▶ What the exercise asks
If a line in the records below contains "column", copy that line.

▶ Input material
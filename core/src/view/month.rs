// SPDX-FileCopyrightText: 2025-2026 Zexin Yuan <aim@yzx9.xyz>
//
// SPDX-License-Identifier: Apache-2.0

use chrono::{Datelike, NaiveDate, TimeDelta};

use crate::datetime::{days_between, days_in, first_of_month, last_of_month, start_of_day};
use crate::{Culture, Slot};

const DAYS_PER_WEEK: u32 = 7;

/// Whole weeks covering one month, one slot per day laid out in a seven-column grid.
///
/// Which month is "inside" the period is decided by the midpoint of the rendered range rather
/// than by the reference date, so the month contributing most of the days is the canonical one.
#[derive(Debug, Clone, Copy, Default, PartialEq, Eq)]
pub struct MonthView;

impl MonthView {
    /// The first day of week on or before the 1st of the reference month.
    pub fn start_date(&self, reference: NaiveDate, culture: &Culture) -> NaiveDate {
        culture.start_of_week(first_of_month(reference))
    }

    /// The first day of week strictly after the last day of the reference month, so that the
    /// trailing partial week is displayed in full.
    pub fn end_date(&self, reference: NaiveDate, culture: &Culture) -> NaiveDate {
        culture.start_of_week(last_of_month(reference)) + TimeDelta::days(i64::from(DAYS_PER_WEEK))
    }

    pub fn slots(&self, _culture: &Culture, start: NaiveDate, end: NaiveDate) -> Vec<Slot> {
        let midpoint = midpoint(start, end);
        let canonical = (midpoint.year(), midpoint.month());

        days_in(start, end)
            .zip(0u32..)
            .map(|(day, i)| {
                let outside = (day.year(), day.month()) != canonical;
                let (row, column) = (i / DAYS_PER_WEEK, i % DAYS_PER_WEEK);
                let next = day + TimeDelta::days(1);
                Slot::new(day.format("%d").to_string(), start_of_day(day), start_of_day(next))
                    .outside_period(outside)
                    .with_grid(Some(row), Some(column))
            })
            .collect()
    }
}

/// The date halfway through `[start, end)`, truncated to whole days.
///
/// A midpoint on the 1st of a month belongs to that month.
fn midpoint(start: NaiveDate, end: NaiveDate) -> NaiveDate {
    start + TimeDelta::days(days_between(start, end).max(0) / 2)
}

▶ Written reply
/// Whole weeks covering one month, one slot per day laid out in a seven-column grid.
                let (row, column) = (i / DAYS_PER_WEEK, i % DAYS_PER_WEEK);
                    .with_grid(Some(row), Some(column))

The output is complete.